The problem =
Report every line of the records that includes the word "Null".

Given information =
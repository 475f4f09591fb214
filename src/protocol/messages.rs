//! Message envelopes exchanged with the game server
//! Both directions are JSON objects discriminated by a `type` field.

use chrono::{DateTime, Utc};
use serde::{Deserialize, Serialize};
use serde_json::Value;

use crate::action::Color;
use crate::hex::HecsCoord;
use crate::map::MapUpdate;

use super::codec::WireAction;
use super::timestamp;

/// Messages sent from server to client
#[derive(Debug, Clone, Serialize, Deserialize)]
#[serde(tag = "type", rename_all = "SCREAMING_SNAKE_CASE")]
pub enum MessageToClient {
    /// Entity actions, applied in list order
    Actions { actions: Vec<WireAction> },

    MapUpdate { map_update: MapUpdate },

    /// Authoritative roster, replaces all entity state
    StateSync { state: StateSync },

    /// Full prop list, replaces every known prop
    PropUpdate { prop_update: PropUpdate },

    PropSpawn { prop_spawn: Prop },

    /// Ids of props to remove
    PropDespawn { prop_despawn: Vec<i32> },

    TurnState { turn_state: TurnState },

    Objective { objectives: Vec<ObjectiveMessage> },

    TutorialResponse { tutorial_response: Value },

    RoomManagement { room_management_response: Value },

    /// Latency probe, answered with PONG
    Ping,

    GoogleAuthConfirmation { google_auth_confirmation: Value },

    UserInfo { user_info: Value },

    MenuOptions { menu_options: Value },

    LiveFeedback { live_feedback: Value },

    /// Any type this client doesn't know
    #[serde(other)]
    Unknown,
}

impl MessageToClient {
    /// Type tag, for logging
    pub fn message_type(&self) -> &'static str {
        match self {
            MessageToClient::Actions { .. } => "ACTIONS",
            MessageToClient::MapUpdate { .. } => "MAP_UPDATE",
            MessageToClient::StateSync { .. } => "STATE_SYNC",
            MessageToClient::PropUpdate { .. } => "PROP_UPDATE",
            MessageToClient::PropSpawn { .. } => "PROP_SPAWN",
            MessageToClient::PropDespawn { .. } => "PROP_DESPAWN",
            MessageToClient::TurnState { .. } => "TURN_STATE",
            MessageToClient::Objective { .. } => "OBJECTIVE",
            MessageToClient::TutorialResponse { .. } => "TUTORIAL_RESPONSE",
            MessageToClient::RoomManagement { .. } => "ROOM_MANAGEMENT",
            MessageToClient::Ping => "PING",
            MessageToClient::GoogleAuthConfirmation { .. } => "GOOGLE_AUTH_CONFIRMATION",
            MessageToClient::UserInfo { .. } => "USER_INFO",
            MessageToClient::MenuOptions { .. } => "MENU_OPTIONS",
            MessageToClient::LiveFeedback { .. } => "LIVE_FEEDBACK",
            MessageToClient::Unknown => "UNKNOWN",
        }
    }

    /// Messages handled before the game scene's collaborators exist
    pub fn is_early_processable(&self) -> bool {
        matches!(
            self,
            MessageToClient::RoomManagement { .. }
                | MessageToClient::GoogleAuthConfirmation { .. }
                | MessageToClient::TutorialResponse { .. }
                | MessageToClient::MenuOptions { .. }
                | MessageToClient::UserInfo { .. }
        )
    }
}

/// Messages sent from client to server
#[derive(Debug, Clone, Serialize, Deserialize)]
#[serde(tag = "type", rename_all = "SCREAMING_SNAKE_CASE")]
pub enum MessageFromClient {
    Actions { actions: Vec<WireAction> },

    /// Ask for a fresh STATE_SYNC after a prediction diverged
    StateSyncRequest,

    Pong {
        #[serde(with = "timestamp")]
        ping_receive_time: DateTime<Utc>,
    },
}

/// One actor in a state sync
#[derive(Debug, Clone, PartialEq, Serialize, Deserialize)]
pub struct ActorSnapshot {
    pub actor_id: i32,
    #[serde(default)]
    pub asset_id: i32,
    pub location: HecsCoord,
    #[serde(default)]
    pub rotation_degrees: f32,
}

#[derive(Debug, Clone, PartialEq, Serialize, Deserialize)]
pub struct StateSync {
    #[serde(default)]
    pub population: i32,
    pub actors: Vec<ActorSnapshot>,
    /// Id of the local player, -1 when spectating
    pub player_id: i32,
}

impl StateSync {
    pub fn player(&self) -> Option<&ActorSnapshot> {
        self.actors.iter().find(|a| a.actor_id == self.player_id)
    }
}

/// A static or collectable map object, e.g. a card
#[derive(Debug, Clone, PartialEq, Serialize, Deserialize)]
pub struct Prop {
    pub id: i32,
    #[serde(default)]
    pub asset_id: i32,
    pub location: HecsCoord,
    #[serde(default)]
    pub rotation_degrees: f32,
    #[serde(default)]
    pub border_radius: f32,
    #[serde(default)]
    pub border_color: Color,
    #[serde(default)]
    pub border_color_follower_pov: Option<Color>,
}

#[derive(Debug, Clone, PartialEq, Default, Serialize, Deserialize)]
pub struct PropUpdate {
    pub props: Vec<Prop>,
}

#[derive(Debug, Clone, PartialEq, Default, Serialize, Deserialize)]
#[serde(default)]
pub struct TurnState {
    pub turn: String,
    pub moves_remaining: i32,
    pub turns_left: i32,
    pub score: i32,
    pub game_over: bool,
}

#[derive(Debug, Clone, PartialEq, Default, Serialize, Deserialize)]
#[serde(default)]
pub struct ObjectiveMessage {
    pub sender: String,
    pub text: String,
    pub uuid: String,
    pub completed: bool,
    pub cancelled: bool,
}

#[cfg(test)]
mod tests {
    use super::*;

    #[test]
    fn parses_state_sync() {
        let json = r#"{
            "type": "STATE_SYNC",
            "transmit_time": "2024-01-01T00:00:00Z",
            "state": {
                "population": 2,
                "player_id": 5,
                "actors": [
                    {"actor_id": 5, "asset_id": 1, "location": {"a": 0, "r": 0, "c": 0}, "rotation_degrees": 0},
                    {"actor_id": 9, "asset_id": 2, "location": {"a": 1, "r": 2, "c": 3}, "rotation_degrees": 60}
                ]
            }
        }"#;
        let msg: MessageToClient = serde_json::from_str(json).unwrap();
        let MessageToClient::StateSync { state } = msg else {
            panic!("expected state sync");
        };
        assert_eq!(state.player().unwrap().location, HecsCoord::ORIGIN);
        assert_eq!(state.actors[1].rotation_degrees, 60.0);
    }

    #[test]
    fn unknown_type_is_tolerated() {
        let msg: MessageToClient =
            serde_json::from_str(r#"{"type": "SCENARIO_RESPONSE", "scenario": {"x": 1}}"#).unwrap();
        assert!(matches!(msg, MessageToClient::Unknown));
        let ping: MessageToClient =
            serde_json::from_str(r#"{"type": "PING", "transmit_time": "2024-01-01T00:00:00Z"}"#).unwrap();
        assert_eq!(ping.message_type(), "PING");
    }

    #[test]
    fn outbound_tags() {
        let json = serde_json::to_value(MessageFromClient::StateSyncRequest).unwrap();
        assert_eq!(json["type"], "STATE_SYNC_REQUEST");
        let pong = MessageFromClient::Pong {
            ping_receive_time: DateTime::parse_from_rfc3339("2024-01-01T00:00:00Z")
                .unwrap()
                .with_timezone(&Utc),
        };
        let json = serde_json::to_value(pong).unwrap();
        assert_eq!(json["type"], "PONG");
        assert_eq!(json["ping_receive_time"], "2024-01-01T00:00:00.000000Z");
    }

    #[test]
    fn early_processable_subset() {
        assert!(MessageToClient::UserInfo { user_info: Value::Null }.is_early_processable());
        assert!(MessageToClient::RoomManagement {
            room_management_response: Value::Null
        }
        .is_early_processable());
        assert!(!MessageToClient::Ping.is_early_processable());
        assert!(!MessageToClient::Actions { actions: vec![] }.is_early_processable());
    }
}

Answer to this exercise =
        assert!(MessageToClient::UserInfo { user_info: Value::Null }.is_early_processable());
            room_management_response: Value::Null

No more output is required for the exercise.